### Required action
The answer must consist of each line below that contains the string "DateRange".

### Supplied data
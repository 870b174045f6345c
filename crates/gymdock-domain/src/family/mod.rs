mod resolver;
mod roster;
mod tracker;


pub use resolver::{names_match, normalize_name, resolve_from_pending, resolve_not_checked_in};
pub use roster::{FamilyMember, FamilyRoster};
pub use tracker::{FamilyCheckInState, FamilyCheckInTracker, StatusFailurePolicy};
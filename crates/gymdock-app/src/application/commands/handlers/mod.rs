mod check_in_member_handler;
mod family_check_in_handler;
mod register_member_handler;
mod update_member_handler;

#[cfg(test)]
mod tests;

pub use check_in_member_handler::CheckInMemberCommandHandler;
pub use family_check_in_handler::FamilyCheckInCommandHandler;
pub use register_member_handler::RegisterMemberCommandHandler;
pub use update_member_handler::UpdateMemberCommandHandler;
mod family_check_in_service;
mod request_generation;
mod session_service;
mod today_poller;
mod trend_view;

pub use family_check_in_service::FamilyCheckInService;
pub use request_generation::{GenerationTicket, RequestGeneration};
pub use session_service::SessionService;
pub use today_poller::TodayPoller;
pub use trend_view::{TrendSelection, TrendView};
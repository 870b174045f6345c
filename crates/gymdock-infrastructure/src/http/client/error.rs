use gymdock_domain::DomainError;
use reqwest::StatusCode;
use thiserror::Error;

/// A non-2xx answer from the backend, with the `detail` text it carried.
#[derive(Debug, Error)]
#[error("HTTP {status}: {message}")]
pub struct HttpStatusError {
    pub status: StatusCode,
    pub message: String,
}

impl HttpStatusError {
    pub fn new(status: StatusCode, message: impl Into<String>) -> Self {
        Self {
            status,
            message: message.into(),
        }
    }

    pub fn is_retryable(&self) -> bool {
        self.status.is_server_error() || self.status == StatusCode::TOO_MANY_REQUESTS
    }
}

/// Pull a human message out of an error body.
///
/// FastAPI-style `{"detail": "..."}` comes first, then `{"message": "..."}`.
/// Validation errors carry `detail` as a list; their `msg` fields are joined.
pub(super) fn extract_error_message(body: &str) -> String {
    let Ok(json) = serde_json::from_str::<serde_json::Value>(body) else {
        return truncate(body.trim(), 200);
    };

    match &json["detail"] {
        serde_json::Value::String(detail) => return detail.clone(),
        serde_json::Value::Array(items) => {
            let messages: Vec<&str> = items
                .iter()
                .filter_map(|item| item["msg"].as_str())
                .collect();
            if !messages.is_empty() {
                return messages.join("; ");
            }
        }
        _ => {}
    }

    json["message"]
        .as_str()
        .map(str::to_string)
        .unwrap_or_else(|| truncate(body.trim(), 200))
}

fn truncate(text: &str, max_chars: usize) -> String {
    text.chars().take(max_chars).collect()
}

/// Map a client failure onto the domain taxonomy.
///
/// `not_found` builds the error for a 404 so each endpoint can name what
/// was missing.
pub(super) fn to_domain_error<F>(error: anyhow::Error, not_found: F) -> DomainError
where
    F: FnOnce(String) -> DomainError,
{
    if let Some(status_err) = error.downcast_ref::<HttpStatusError>() {
        let message = status_err.message.clone();
        return match status_err.status {
            StatusCode::NOT_FOUND => not_found(message),
            StatusCode::BAD_REQUEST | StatusCode::UNPROCESSABLE_ENTITY => {
                DomainError::Validation(message)
            }
            StatusCode::CONFLICT => DomainError::Conflict(message),
            StatusCode::REQUEST_TIMEOUT | StatusCode::GATEWAY_TIMEOUT => {
                DomainError::Timeout(message)
            }
            status =>DomainError::ExternalService(format!("{}: {}", status, message)),
        };
    }

    if let Some(reqwest_err) = error.downcast_ref::<reqwest::Error>() {
        if reqwest_err.is_timeout() {
            return DomainError::Timeout(reqwest_err.to_string());
        }
        if reqwest_err.is_decode() {
            return DomainError::Deserialization(reqwest_err.to_string());
        }
        return DomainError::Network(reqwest_err.to_string());
    }

    if error.downcast_ref::<serde_json::Error>().is_some() {
        return DomainError::Deserialization(format!("{:#}", error));
    }

    DomainError::Infrastructure(format!("{:#}", error))
}

#[cfg(test)]
mod tests {
    use super::*;

    #[test]
    fn test_extract_error_message_variants() {
        assert_eq!(
            extract_error_message(r#"{"detail":"Member not found"}"#),
            "Member not found"
        );
        assert_eq!(
            extract_error_message(
                r#"{"detail":[{"loc":["body","name"],"msg":"field required"},{"msg":"bad email"}]}"#
            ),
            "field required; bad email"
        );
        assert_eq!(extract_error_message(r#"{"message":"nope"}"#), "nope");
        assert_eq!(extract_error_message("Internal Server Error"), "Internal Server Error");
    }

    #[test]
    fn test_status_mapping() {
        let not_found = to_domain_error(
            HttpStatusError::new(StatusCode::NOT_FOUND, "Member not found").into(),
            DomainError::MemberNotFound,
        );
        assert!(matches!(not_found, DomainError::MemberNotFound(ref m) if m == "Member not found"));

        let duplicate = to_domain_error(
            HttpStatusError::new(StatusCode::BAD_REQUEST, "Member ID already exists").into(),
            DomainError::NotFound,
        );
        assert!(matches!(duplicate, DomainError::Validation(_)));

        let server = to_domain_error(
            HttpStatusError::new(StatusCode::SERVICE_UNAVAILABLE, "down").into(),
            DomainError::NotFound,
        );
        assert!(server.is_recoverable());

        let other = to_domain_error(anyhow::anyhow!("boom"), DomainError::NotFound);
        assert!(matches!(other, DomainError::Infrastructure(_)));
    }
}
use std::sync::atomic::{AtomicU64, Ordering};

/// Proof that a request was issued at a given generation.
#[derive(Debug, Clone, Copy, PartialEq, Eq)]
pub struct GenerationTicket(u64);

/// Monotonic request counter.
///
/// Each fetch takes a ticket; when its response arrives only the holder of
/// the newest ticket may publish it. Older responses are dropped no matter
/// the order they complete in.
#[derive(Debug, Default)]
pub struct RequestGeneration {
    current: AtomicU64,
}

impl RequestGeneration {
    pub fn new() -> Self {
        Self::default()
    }

    pub fn issue(&self) -> GenerationTicket {
        GenerationTicket(self.current.fetch_add(1, Ordering::SeqCst) + 1)
    }

    pub fn is_current(&self, ticket: GenerationTicket) -> bool {
        self.current.load(Ordering::SeqCst) == ticket.0
    }

    /// Make every outstanding ticket stale.
    pub fn invalidate(&self) {
        self.current.fetch_add(1, Ordering::SeqCst);
    }
}
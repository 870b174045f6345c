// Infrastructure layer - Technical implementations
// Depends on domain layer, implements its interfaces

pub mod config;
pub mod http;
pub mod logging;
pub mod persistence;
use chrono::{DateTime, Utc};
use log::warn;
use serde::{Deserialize, Serialize};

use crate::clock::parse_instant;
use crate::shared::MemberId;

/// One attendance scan. Owned by the backend, never mutated.
#[derive(Debug, Clone, Copy, PartialEq, Eq, PartialOrd, Ord, Serialize, Deserialize)]
pub struct CheckInEvent {
    pub timestamp: DateTime<Utc>,
}

impl CheckInEvent {
    pub fn new(timestamp: DateTime<Utc>) -> Self {
        Self { timestamp }
    }
}

/// A member's historical check-ins, assembled fresh for every profile view.
#[derive(Debug, Clone, Serialize, Deserialize)]
pub struct MemberAttendanceRecord {
    member_id: MemberId,
    check_ins: Vec<CheckInEvent>,
}

impl MemberAttendanceRecord {
    pub fn new(member_id: MemberId, check_ins: Vec<CheckInEvent>) -> Self {
        Self {
            member_id,
            check_ins,
        }
    }

    /// Build a record from raw timestamps.
    ///
    /// An absent list yields an empty record and malformed entries are
    /// skipped, so a bad stats field never blocks a profile from rendering.
    pub fn from_raw(member_id: MemberId, raw: Option<&[String]>) -> Self {
        let Some(raw) = raw else {
            return Self::new(member_id, Vec::new());
        };

        let mut check_ins = Vec::with_capacity(raw.len());
        for value in raw {
            match parse_instant(value) {
                Some(timestamp) => check_ins.push(CheckInEvent::new(timestamp)),
                None => warn!(
                    "[stats] skip malformed check-in timestamp member_id={} value={}",
                    member_id, value
                ),
            }
        }

        Self::new(member_id, check_ins)
    }

    pub fn member_id(&self) -> &MemberId {
        &self.member_id
    }

    pub fn check_ins(&self) -> &[CheckInEvent] {
        &self.check_ins
    }

    pub fn timestamps(&self) -> impl Iterator<Item = DateTime<Utc>> + '_ {
        self.check_ins.iter().map(|event| event.timestamp)
    }

    pub fn is_empty(&self) -> bool {
        self.check_ins.is_empty()
    }
}

/// Per-member stats as reported by the backend.
#[derive(Debug, Clone, Serialize, Deserialize)]
pub struct MemberStatsSnapshot {
    pub name: Option<String>,
    pub email: Option<String>,
    pub member_since: Option<DateTime<Utc>>,
    pub barcode: Option<String>,
    /// Monthly count as computed server-side
    pub reported_monthly: Option<u32>,
    pub reported_current_streak: Option<u32>,
    pub reported_highest_streak: Option<u32>,
    pub record: MemberAttendanceRecord,
}
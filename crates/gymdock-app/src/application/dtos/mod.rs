mod admin_dto;
mod family_dto;
mod member_dto;
mod trend_dto;

pub use admin_dto::{TodayCheckInDto, TodaySnapshotDto};
pub use family_dto::{FamilyCheckInOutcomeDto, FamilyMemberDto, FamilyRosterDto, FamilyStatusDto};
pub use member_dto::{CheckInReceiptDto, MemberProfileDto, MemberStatsDto};
pub use trend_dto::TrendDto;
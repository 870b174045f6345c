use std::sync::Arc;

use log::debug;

use crate::application::dtos::{TodayCheckInDto, TodaySnapshotDto};
use gymdock_domain::gateway::{AdminOverview, AttendanceReports};
use gymdock_domain::trend::DateRange;
use gymdock_domain::{Clock, DomainError, ZoneCalendar};

pub struct AdminQueries {
    reports: Arc<dyn AttendanceReports>,
    clock: Arc<dyn Clock>,
    calendar: ZoneCalendar,
}

impl AdminQueries {
    pub fn new(
        reports: Arc<dyn AttendanceReports>,
        clock: Arc<dyn Clock>,
        calendar: ZoneCalendar,
    ) -> Self {
        Self {
            reports,
            clock,
            calendar,
        }
    }

    pub async fn get_overview(&self) -> Result<AdminOverview, DomainError> {
        self.reports.overview().await
    }

    /// Today's check-ins, newest first, together with the headline counts.
    pub async fn get_today(&self) -> Result<TodaySnapshotDto, DomainError> {
        let (overview, rows) =
            tokio::try_join!(self.reports.overview(), self.reports.todays_check_ins())?;

        let mut rows = rows;
        rows.sort_by(|a, b| b.timestamp.cmp(&a.timestamp));

        let check_ins: Vec<TodayCheckInDto> = rows
            .into_iter()
            .map(|row| TodayCheckInDto {
                checkin_id: row.checkin_id.to_string(),
                member_code: row.member_code,
                name: row.name,
                local_time: self
                    .calendar
                    .to_local(row.timestamp)
                    .format("%H:%M:%S")
                    .to_string(),
            })
            .collect();

        debug!(
            "[poll] today fetched rows={} checkins_today={}",
            check_ins.len(),
            overview.checkins_today
        );

        Ok(TodaySnapshotDto {
            overview,
            check_ins,
            fetched_at: self
                .calendar
                .now_in_zone(self.clock.as_ref())
                .format("%Y-%m-%d %H:%M:%S")
                .to_string(),
        })
    }

    /// The last `days` local days, ending today.
    pub fn default_range(&self, days: u32) -> Result<DateRange, DomainError> {
        DateRange::last_n_days(self.calendar.local_date(self.clock.now()), days)
    }
}
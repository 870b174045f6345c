use crate::application::commands::command_handler::Command;
use crate::application::dtos::{CheckInReceiptDto, MemberProfileDto};

/// Register a new member from the kiosk form and check them in
#[derive(Debug, Clone)]
pub struct RegisterMemberCommand {
    /// Code read from the member's NFC/QR tag
    pub member_code: String,
    pub name: String,
}

impl Command for RegisterMemberCommand {}

#[derive(Debug, Clone)]
pub struct RegisterMemberResult {
    pub member: MemberProfileDto,
    pub receipt: CheckInReceiptDto,
}

/// Check a single member in
#[derive(Debug, Clone, Default)]
pub struct CheckInMemberCommand {
    /// Falls back to the session's member when `None`
    pub member_key: Option<String>,
}

impl Command for CheckInMemberCommand {}

#[derive(Debug, Clone)]
pub struct CheckInMemberResult {
    pub receipt: CheckInReceiptDto,
}

/// Edit a member's name and email
#[derive(Debug, Clone)]
pub struct UpdateMemberCommand {
    pub member_id: String,
    pub name: String,
    pub email: String,
}

impl Command for UpdateMemberCommand {}

#[derive(Debug, Clone)]
pub struct UpdateMemberResult {
    pub success: bool,
}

### Final answer
use gymdock_domain::trend::DateRange;
    pub fn default_range(&self, days: u32) -> Result<DateRange, DomainError> {
        DateRange::last_n_days(self.calendar.local_date(self.clock.now()), days)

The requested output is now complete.